| TASK TO COMPLETE |
Every line in the listing below from the one with "Serialize, OrthoConfig, Default)]" through the one with "pub(crate) fn into_options(self)" is to be reproduced exactly, both ends included; leave out the rest.

| EXCERPTED DATA |
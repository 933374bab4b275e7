//! `import` command: create the collection if needed, then import it.

use std::io::Write;

use camino::Utf8PathBuf;
use clap::Parser;
use ortho_config::{OrthoConfig, SubcmdConfigMerge};
use placemark_core::{
    PlacemarkCollection,
    store::{DatabaseHandle, collections},
};
use placemark_data::{FormatFilter, ImportConfig, ImportFacade};
use serde::{Deserialize, Serialize};

use crate::{
    ARG_CATEGORY, ARG_DATABASE, ARG_FILTER, ARG_NAME, ARG_SOURCE, CliError, ENV_IMPORT_NAME,
    ENV_IMPORT_SOURCE, database, default_database, required, write_line,
};

/// CLI arguments for the `import` subcommand.
#[derive(Debug, Clone, Parser, Deserialize, Serialize, OrthoConfig, Default)]
#[command(
    long_about = "Import placemarks into a named collection. The collection \
                 is created on first use; every import replaces its previous \
                 placemarks in one transaction.",
    about = "Import a collection from a file or URL"
)]
#[ortho_config(prefix = "PLACEMARK")]
pub(crate) struct ImportArgs {
    /// SQLite database holding the collections.
    #[arg(long = ARG_DATABASE, value_name = "path")]
    #[serde(default)]
    pub(crate) database: Option<Utf8PathBuf>,
    /// Collection name.
    #[arg(long = ARG_NAME, value_name = "name")]
    #[serde(default)]
    pub(crate) name: Option<String>,
    /// File path or URL to import from.
    #[arg(long = ARG_SOURCE, value_name = "locator")]
    #[serde(default)]
    pub(crate) source: Option<String>,
    /// Category label for a new collection.
    #[arg(long = ARG_CATEGORY, value_name = "label")]
    #[serde(default)]
    pub(crate) category: Option<String>,
    /// Format to assume when the source does not reveal one
    /// (gpx, kml, kmz, georss, geojson, ov2, csv-lonlat, csv-latlon).
    #[arg(long = ARG_FILTER, value_name = "format")]
    #[serde(default)]
    pub(crate) filter: Option<String>,
}

impl ImportArgs {
    pub(crate) fn into_options(self) -> Result<ImportOptions, CliError> {
        let merged = self.load_and_merge().map_err(CliError::Configuration)?;
        ImportOptions::try_from(merged)
    }
}

/// Resolved `import` command configuration.
#[derive(Debug, Clone, PartialEq, Eq)]
pub(crate) struct ImportOptions {
    pub(crate) database: Utf8PathBuf,
    pub(crate) name: String,
    pub(crate) source: String,
    pub(crate) category: String,
    pub(crate) filter: FormatFilter,
}

impl TryFrom<ImportArgs> for ImportOptions {
    type Error = CliError;

    fn try_from(args: ImportArgs) -> Result<Self, Self::Error> {
        let name = required(args.name, ARG_NAME, ENV_IMPORT_NAME)?;
        let source = required(args.source, ARG_SOURCE, ENV_IMPORT_SOURCE)?;
        let filter = args.filter.as_deref().unwrap_or_default().parse()?;
        Ok(Self {
            database: args.database.unwrap_or_else(default_database),
            name,
            source,
            category: args.category.unwrap_or_default(),
            filter,
        })
    }
}

pub(crate) fn run_import(args: ImportArgs, out: &mut dyn Write) -> Result<(), CliError> {
    let options = args.into_options()?;
    let handle = database(&options.database)?;
    import_into(&handle, &options, out)
}

pub(crate) fn import_into(
    handle: &DatabaseHandle,
    options: &ImportOptions,
    out: &mut dyn Write,
) -> Result<(), CliError> {
    let collection = prepare_collection(handle, options)?;
    let import_error = |source| CliError::Import {
        collection: collection.name.clone(),
        source,
    };
    let facade = ImportFacade::new(handle, ImportConfig::default()).map_err(import_error)?;
    let progress = |title: &str, message: &str| log::info!("{title}: {message}");
    let report = facade
        .import(&collection, options.filter, &progress)
        .map_err(import_error)?;
    write_line(
        out,
        &format!(
            "imported {} placemarks into {:?} ({} duplicates, {} skipped)",
            report.inserted, collection.name, report.duplicates, report.skipped
        ),
    )
}

/// Load the named collection, creating it or pointing it at the new source.
fn prepare_collection(
    handle: &DatabaseHandle,
    options: &ImportOptions,
) -> Result<PlacemarkCollection, CliError> {
    let lease = handle.open()?;
    let connection = lease.connection();
    if let Some(mut existing) = collections::find_by_name(&connection, &options.name)? {
        if existing.source != options.source {
            log::info!("collection {:?} now imports from {}", existing.name, options.source);
            options.source.clone_into(&mut existing.source);
            collections::update(&connection, &existing)?;
        }
        return Ok(existing);
    }
    let collection =
        PlacemarkCollection::new(&options.name, &options.source)?.with_category(&options.category);
    let id = collections::insert(&connection, &collection)?;
    Ok(collections::get(&connection, id)?)
}

#[cfg(test)]
pub(crate) fn options_from_layers_for_test(
    layers: Vec<ortho_config::MergeLayer<'static>>,
) -> Result<ImportOptions, CliError> {
    let merged = ImportArgs::merge_from_layers(layers).map_err(CliError::from)?;
    ImportOptions::try_from(merged)
}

| RESPONSE TO THIS EXERCISE |
#[derive(Debug, Clone, Parser, Deserialize, Serialize, OrthoConfig, Default)]
#[command(
    long_about = "Import placemarks into a named collection. The collection \
                 is created on first use; every import replaces its previous \
                 placemarks in one transaction.",
    about = "Import a collection from a file or URL"
)]
#[ortho_config(prefix = "PLACEMARK")]
pub(crate) struct ImportArgs {
    /// SQLite database holding the collections.
    #[arg(long = ARG_DATABASE, value_name = "path")]
    #[serde(default)]
    pub(crate) database: Option<Utf8PathBuf>,
    /// Collection name.
    #[arg(long = ARG_NAME, value_name = "name")]
    #[serde(default)]
    pub(crate) name: Option<String>,
    /// File path or URL to import from.
    #[arg(long = ARG_SOURCE, value_name = "locator")]
    #[serde(default)]
    pub(crate) source: Option<String>,
    /// Category label for a new collection.
    #[arg(long = ARG_CATEGORY, value_name = "label")]
    #[serde(default)]
    pub(crate) category: Option<String>,
    /// Format to assume when the source does not reveal one
    /// (gpx, kml, kmz, georss, geojson, ov2, csv-lonlat, csv-latlon).
    #[arg(long = ARG_FILTER, value_name = "format")]
    #[serde(default)]
    pub(crate) filter: Option<String>,
}

impl ImportArgs {
    pub(crate) fn into_options(self) -> Result<ImportOptions, CliError> {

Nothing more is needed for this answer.